- [WHAT TO DO]: Find every line of the records that has "place" and return it.

#### RECORDS SUPPLIED

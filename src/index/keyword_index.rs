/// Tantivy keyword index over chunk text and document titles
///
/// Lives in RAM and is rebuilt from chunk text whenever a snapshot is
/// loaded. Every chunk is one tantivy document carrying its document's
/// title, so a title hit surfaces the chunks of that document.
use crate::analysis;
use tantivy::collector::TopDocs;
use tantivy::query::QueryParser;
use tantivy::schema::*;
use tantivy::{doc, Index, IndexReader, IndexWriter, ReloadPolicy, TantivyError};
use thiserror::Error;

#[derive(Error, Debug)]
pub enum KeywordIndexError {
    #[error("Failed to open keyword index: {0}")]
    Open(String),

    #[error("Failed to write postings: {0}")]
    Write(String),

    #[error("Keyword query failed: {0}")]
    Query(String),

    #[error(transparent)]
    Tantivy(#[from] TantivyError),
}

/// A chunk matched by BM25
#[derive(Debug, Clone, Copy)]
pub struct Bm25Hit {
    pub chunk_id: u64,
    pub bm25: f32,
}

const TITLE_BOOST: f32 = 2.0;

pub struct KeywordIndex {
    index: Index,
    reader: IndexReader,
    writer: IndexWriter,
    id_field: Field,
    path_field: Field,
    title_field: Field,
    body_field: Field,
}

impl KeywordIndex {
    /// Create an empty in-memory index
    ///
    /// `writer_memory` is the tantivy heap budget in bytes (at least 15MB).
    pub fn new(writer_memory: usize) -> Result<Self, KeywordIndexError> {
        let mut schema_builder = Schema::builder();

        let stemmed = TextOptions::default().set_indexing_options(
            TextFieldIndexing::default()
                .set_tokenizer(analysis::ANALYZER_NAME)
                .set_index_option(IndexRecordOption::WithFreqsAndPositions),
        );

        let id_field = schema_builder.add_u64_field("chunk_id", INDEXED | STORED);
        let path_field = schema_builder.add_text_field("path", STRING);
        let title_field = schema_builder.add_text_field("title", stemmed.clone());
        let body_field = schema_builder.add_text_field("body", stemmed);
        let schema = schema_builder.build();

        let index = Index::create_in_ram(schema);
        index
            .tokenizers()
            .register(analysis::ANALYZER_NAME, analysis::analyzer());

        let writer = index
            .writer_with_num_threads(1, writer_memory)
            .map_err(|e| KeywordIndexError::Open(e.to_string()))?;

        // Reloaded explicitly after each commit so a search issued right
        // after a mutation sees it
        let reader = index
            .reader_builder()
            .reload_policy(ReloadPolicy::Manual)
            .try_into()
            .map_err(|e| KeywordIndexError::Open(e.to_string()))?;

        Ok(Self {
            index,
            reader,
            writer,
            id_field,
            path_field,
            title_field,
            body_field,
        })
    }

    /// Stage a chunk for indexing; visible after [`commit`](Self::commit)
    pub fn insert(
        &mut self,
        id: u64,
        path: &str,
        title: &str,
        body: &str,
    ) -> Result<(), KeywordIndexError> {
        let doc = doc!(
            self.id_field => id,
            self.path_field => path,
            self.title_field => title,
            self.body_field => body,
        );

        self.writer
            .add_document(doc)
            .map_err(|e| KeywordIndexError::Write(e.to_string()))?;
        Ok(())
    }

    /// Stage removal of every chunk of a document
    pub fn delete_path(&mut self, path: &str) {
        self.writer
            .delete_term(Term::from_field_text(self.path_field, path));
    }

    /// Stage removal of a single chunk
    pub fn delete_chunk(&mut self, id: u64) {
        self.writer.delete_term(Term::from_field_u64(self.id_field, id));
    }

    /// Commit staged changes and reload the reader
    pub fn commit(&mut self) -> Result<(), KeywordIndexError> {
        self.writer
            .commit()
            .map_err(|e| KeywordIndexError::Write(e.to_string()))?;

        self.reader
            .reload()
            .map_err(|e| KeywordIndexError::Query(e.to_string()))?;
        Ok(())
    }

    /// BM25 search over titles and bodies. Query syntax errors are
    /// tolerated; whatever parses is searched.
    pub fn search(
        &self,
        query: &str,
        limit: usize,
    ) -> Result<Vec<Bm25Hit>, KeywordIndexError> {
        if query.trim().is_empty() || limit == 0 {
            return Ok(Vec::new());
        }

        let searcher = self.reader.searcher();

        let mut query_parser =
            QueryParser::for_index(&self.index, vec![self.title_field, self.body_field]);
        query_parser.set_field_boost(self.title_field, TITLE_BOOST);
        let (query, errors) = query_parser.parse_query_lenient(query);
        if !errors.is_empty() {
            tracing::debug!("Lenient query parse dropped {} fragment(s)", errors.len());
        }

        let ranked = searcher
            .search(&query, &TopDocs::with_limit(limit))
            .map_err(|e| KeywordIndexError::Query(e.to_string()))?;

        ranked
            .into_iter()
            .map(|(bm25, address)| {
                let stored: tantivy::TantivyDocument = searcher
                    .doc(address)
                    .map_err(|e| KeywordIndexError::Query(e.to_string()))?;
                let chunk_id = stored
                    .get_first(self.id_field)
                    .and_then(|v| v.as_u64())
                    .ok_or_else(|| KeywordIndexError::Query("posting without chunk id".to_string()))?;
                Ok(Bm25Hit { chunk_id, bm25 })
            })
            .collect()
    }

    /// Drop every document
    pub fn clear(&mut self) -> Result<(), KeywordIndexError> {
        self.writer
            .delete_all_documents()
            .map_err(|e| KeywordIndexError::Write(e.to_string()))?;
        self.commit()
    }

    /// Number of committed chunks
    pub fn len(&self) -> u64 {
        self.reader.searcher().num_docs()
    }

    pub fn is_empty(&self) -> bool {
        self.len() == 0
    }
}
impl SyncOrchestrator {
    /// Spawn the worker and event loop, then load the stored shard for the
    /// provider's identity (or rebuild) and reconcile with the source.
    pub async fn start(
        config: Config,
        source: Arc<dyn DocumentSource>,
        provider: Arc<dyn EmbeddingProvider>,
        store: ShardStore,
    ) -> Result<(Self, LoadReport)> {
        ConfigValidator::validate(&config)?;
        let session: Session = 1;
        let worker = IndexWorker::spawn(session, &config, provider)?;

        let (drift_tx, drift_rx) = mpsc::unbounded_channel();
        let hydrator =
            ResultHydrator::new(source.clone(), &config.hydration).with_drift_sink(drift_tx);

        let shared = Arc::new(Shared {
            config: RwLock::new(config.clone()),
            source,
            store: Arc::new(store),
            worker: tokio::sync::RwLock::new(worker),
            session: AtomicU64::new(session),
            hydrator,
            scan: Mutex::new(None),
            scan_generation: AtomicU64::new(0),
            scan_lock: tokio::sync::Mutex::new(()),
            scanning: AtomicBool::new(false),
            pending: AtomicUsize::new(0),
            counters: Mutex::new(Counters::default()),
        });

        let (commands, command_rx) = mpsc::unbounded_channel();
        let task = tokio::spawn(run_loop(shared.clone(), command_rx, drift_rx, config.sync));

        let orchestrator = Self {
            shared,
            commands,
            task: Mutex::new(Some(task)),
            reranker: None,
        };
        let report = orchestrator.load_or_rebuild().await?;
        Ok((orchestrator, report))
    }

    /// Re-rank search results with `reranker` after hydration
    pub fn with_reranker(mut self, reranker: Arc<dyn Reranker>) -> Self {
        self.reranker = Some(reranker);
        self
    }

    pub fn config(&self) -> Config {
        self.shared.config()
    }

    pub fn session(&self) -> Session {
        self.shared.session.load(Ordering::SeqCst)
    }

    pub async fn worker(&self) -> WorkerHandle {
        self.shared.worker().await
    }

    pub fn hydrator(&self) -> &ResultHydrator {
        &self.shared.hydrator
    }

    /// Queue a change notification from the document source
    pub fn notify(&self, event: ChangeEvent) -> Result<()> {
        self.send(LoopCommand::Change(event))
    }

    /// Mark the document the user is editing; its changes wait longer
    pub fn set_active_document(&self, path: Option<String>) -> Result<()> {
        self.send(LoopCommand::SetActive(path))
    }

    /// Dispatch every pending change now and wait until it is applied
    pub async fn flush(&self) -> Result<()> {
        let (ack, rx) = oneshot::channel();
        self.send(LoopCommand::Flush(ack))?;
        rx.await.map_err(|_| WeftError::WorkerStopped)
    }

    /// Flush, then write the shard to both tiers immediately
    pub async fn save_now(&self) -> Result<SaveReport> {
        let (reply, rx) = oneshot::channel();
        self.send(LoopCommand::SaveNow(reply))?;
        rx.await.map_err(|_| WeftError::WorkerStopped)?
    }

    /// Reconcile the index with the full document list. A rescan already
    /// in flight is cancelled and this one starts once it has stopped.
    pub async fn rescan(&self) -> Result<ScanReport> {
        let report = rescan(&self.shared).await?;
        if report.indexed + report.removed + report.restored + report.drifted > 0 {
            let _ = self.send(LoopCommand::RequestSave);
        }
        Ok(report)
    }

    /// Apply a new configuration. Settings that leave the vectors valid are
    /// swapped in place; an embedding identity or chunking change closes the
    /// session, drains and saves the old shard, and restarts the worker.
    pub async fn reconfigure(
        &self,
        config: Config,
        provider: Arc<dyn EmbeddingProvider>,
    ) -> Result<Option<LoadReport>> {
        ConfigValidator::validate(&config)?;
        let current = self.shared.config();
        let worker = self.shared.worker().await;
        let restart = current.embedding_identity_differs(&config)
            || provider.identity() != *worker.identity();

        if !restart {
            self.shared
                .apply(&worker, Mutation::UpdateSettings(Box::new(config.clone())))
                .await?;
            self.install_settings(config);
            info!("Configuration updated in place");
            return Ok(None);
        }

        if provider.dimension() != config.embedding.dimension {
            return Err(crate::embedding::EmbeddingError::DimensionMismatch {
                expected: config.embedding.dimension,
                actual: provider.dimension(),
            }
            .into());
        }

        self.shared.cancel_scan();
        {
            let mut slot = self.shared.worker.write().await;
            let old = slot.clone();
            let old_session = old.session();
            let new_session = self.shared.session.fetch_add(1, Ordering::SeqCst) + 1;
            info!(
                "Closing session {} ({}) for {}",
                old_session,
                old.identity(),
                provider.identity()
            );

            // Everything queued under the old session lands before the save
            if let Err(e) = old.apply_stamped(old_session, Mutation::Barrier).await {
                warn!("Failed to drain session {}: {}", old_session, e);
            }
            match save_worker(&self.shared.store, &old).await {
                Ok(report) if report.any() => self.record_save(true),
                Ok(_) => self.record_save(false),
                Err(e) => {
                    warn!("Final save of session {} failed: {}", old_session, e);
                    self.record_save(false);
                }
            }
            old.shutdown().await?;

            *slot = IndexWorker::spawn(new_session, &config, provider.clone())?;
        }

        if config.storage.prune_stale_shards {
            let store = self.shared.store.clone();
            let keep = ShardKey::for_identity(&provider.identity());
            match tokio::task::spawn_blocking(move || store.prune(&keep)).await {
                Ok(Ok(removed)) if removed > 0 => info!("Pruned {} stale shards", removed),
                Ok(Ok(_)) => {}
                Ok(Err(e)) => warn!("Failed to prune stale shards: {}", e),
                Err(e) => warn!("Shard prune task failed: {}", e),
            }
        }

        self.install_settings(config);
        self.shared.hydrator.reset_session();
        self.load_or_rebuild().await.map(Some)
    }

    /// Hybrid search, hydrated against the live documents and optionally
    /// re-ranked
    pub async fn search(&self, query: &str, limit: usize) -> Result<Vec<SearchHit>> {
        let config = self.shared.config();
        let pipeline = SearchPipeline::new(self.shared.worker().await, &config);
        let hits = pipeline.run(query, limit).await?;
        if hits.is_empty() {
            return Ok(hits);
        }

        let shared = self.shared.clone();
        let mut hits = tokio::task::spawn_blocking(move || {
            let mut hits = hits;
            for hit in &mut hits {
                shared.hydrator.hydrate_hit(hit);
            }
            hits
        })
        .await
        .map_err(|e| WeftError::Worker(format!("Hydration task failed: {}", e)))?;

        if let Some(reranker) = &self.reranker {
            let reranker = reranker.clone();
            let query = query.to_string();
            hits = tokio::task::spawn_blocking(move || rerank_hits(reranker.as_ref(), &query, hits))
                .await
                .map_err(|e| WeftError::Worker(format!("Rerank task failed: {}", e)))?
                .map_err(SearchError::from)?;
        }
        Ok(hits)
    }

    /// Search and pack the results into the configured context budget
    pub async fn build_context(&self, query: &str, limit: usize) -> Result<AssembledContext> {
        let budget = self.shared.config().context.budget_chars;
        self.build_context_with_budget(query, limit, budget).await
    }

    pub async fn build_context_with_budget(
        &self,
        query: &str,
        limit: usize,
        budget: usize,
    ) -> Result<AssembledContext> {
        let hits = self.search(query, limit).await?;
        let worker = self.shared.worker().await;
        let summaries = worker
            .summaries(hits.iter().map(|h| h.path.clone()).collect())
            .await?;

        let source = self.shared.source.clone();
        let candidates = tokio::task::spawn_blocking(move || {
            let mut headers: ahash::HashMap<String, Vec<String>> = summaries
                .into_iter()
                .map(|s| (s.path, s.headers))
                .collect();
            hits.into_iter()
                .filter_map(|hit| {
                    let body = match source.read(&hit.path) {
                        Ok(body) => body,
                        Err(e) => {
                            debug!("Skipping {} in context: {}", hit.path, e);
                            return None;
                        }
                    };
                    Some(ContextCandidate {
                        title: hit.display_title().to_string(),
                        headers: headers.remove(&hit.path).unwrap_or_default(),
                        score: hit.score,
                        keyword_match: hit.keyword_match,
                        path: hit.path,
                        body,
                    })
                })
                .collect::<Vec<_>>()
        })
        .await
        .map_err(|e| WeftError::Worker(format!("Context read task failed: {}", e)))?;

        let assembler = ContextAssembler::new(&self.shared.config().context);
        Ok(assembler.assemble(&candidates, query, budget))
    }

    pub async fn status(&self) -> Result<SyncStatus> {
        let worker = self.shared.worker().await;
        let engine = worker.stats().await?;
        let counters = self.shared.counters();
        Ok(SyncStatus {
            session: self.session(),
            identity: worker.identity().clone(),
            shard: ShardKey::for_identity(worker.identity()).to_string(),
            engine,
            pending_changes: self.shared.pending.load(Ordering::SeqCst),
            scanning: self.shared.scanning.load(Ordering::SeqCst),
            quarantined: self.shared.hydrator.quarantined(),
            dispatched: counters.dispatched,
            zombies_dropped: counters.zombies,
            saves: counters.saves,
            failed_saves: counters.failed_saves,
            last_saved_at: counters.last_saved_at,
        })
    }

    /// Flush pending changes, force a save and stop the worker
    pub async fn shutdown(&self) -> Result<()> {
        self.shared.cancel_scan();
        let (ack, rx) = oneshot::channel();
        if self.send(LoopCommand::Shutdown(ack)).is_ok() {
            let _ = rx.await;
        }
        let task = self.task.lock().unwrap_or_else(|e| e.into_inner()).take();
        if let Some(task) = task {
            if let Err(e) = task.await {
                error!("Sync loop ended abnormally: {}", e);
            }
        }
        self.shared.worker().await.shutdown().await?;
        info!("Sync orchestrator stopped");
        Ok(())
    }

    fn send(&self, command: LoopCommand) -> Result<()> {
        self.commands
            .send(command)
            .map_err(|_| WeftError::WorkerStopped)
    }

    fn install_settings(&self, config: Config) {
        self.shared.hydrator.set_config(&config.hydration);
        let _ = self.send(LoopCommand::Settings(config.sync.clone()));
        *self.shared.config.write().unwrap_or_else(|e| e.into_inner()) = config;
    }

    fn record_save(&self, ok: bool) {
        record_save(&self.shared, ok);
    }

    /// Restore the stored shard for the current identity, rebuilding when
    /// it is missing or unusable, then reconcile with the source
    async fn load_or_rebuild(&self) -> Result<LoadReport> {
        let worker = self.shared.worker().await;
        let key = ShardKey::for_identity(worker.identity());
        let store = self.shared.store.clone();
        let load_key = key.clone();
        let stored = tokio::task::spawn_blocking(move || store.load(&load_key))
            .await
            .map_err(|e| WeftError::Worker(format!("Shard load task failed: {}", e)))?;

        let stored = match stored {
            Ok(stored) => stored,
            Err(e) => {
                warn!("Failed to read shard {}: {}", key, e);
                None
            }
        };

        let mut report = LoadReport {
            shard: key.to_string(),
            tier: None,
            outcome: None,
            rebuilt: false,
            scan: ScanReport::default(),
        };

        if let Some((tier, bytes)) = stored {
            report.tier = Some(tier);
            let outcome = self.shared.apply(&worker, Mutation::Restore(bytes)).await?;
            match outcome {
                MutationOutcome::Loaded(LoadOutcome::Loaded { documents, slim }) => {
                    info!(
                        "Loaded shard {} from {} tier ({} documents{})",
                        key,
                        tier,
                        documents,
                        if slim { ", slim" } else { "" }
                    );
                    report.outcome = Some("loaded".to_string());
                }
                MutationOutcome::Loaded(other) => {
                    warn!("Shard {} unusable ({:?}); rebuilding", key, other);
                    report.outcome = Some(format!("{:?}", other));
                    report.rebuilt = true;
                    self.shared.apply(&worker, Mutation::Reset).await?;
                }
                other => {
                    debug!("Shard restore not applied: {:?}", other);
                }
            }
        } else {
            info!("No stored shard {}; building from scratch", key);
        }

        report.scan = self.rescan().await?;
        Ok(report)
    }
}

########

- [ANSWER TO THE PROBLEM]:
    /// swapped in place; an embedding identity or chunking change closes the
            info!("Configuration updated in place");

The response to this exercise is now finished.